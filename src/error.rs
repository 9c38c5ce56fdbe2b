//! 徽章数据层错误类型
//!
//! 定义数据访问层的配置、校验和系统错误。
//! 注意"未找到"与"重复创建"不属于错误：查询操作通过 `Option` / `bool`
//! 哨兵值表达这两种结果，错误类型只覆盖真正的失败路径。

use thiserror::Error;

/// 徽章数据层错误类型
#[derive(Debug, Error)]
pub enum BadgeDbError {
    // === 配置错误（构造阶段，致命） ===
    #[error("配置错误: {0}")]
    Configuration(String),

    // === 参数校验错误 ===
    #[error("参数校验失败: {0}")]
    Validation(String),

    // === 字段访问错误 ===
    #[error("未知字段: {entity}.{field}")]
    UnknownField { entity: String, field: String },

    // === 系统错误 ===
    #[error("数据库错误: {0}")]
    Database(#[from] sqlx::Error),

    #[error("JSON 序列化错误: {0}")]
    Serialization(#[from] serde_json::Error),

    // === 通知错误 ===
    /// 通知接收端失败时使用。门面自身从不构造也从不捕获此错误，
    /// 接收端抛出的任何错误原样传播给调用方。
    #[error("通知发送失败: {0}")]
    Notification(String),
}

/// 数据层 Result 类型别名
pub type Result<T> = std::result::Result<T, BadgeDbError>;

impl BadgeDbError {
    /// 获取错误码（用于日志和外层 API 响应）
    pub fn error_code(&self) -> &'static str {
        match self {
            Self::Configuration(_) => "CONFIGURATION_ERROR",
            Self::Validation(_) => "VALIDATION_ERROR",
            Self::UnknownField { .. } => "UNKNOWN_FIELD",
            Self::Database(_) => "DATABASE_ERROR",
            Self::Serialization(_) => "SERIALIZATION_ERROR",
            Self::Notification(_) => "NOTIFICATION_ERROR",
        }
    }

    /// 检查是否为调用方使用错误（非系统错误）
    pub fn is_usage_error(&self) -> bool {
        matches!(
            self,
            Self::Configuration(_) | Self::Validation(_) | Self::UnknownField { .. }
        )
    }

    /// 检查是否为可重试的错误
    ///
    /// 仅存储层故障值得重试，使用错误和通知错误重试无意义。
    pub fn is_retryable(&self) -> bool {
        matches!(self, Self::Database(_))
    }
}
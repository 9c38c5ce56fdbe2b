//! 颁发机构操作
//!
//! 自然键是 (origin, name)。默认 id 由 name 派生 slug；
//! 同名不同源的机构会在 slug 后追加序号消歧。

use chrono::Utc;
use serde_json::json;
use tracing::{info, instrument};

use crate::error::Result;
use crate::models::{Issuer, generate_default_id};
use crate::notification::TOPIC_ISSUER_NEW;

use super::BadgeDatabase;

impl BadgeDatabase {
    /// 创建颁发机构，返回其 id
    ///
    /// (origin, name) 已存在时返回已有 id，不写入、不通知。
    #[instrument(skip(self, org, contact))]
    pub async fn add_issuer(
        &self,
        origin: &str,
        name: &str,
        org: &str,
        contact: &str,
    ) -> Result<String> {
        Self::require("origin", origin)?;
        Self::require("name", name)?;
        Self::require("org", org)?;
        Self::require("contact", contact)?;

        if let Some(existing) = self.issuer_id_for(origin, name).await? {
            return Ok(existing);
        }

        let id = self.free_issuer_id(name).await?;
        let issuer = Issuer {
            id: id.clone(),
            origin: origin.to_string(),
            name: name.to_string(),
            org: org.to_string(),
            contact: contact.to_string(),
            created_on: Utc::now(),
        };

        let mut tx = self.pool().begin().await?;
        sqlx::query(
            r#"
            INSERT INTO issuers (id, origin, name, org, contact, created_on)
            VALUES (?, ?, ?, ?, ?, ?)
            "#,
        )
        .bind(&issuer.id)
        .bind(&issuer.origin)
        .bind(&issuer.name)
        .bind(&issuer.org)
        .bind(&issuer.contact)
        .bind(issuer.created_on)
        .execute(&mut *tx)
        .await?;
        tx.commit().await?;

        info!(issuer_id = %id, "issuer created");
        self.notify(TOPIC_ISSUER_NEW, &json!({ "issuer": issuer.export() }))?;

        Ok(id)
    }

    /// 按自然键检查机构是否存在
    pub async fn issuer_exists(&self, origin: &str, name: &str) -> Result<bool> {
        Ok(self.issuer_id_for(origin, name).await?.is_some())
    }

    /// 按 id 获取机构
    pub async fn get_issuer(&self, id: &str) -> Result<Option<Issuer>> {
        let issuer = sqlx::query_as::<_, Issuer>(
            r#"
            SELECT id, origin, name, org, contact, created_on
            FROM issuers
            WHERE id = ?
            "#,
        )
        .bind(id)
        .fetch_optional(self.pool())
        .await?;

        Ok(issuer)
    }

    /// 删除机构
    ///
    /// 成功返回被删除的 id，目标不存在返回 None，不报错。
    pub async fn delete_issuer(&self, id: &str) -> Result<Option<String>> {
        let mut tx = self.pool().begin().await?;
        let result = sqlx::query("DELETE FROM issuers WHERE id = ?")
            .bind(id)
            .execute(&mut *tx)
            .await?;
        tx.commit().await?;

        if result.rows_affected() == 0 {
            Ok(None)
        } else {
            Ok(Some(id.to_string()))
        }
    }

    /// 列出全部机构
    pub async fn get_all_issuers(&self) -> Result<Vec<Issuer>> {
        let issuers = sqlx::query_as::<_, Issuer>(
            r#"
            SELECT id, origin, name, org, contact, created_on
            FROM issuers
            ORDER BY created_on ASC, id ASC
            "#,
        )
        .fetch_all(self.pool())
        .await?;

        Ok(issuers)
    }

    async fn issuer_id_for(&self, origin: &str, name: &str) -> Result<Option<String>> {
        let id: Option<(String,)> =
            sqlx::query_as("SELECT id FROM issuers WHERE origin = ? AND name = ?")
                .bind(origin)
                .bind(name)
                .fetch_optional(self.pool())
                .await?;
        Ok(id.map(|(id,)| id))
    }

    /// 找到未被占用的机构 id
    ///
    /// 首选 name 的 slug；被不同自然键占用时依次探测 slug-2、slug-3……
    async fn free_issuer_id(&self, name: &str) -> Result<String> {
        let base = generate_default_id(name);
        let mut candidate = base.clone();
        let mut suffix = 2u32;
        loop {
            let taken: Option<(String,)> = sqlx::query_as("SELECT id FROM issuers WHERE id = ?")
                .bind(&candidate)
                .fetch_optional(self.pool())
                .await?;
            if taken.is_none() {
                return Ok(candidate);
            }
            candidate = format!("{base}-{suffix}");
            suffix += 1;
        }
    }
}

________

Task statement: Check each line of the records above for the word "bind" and report how many lines have it, as a number only.

Final answer: 11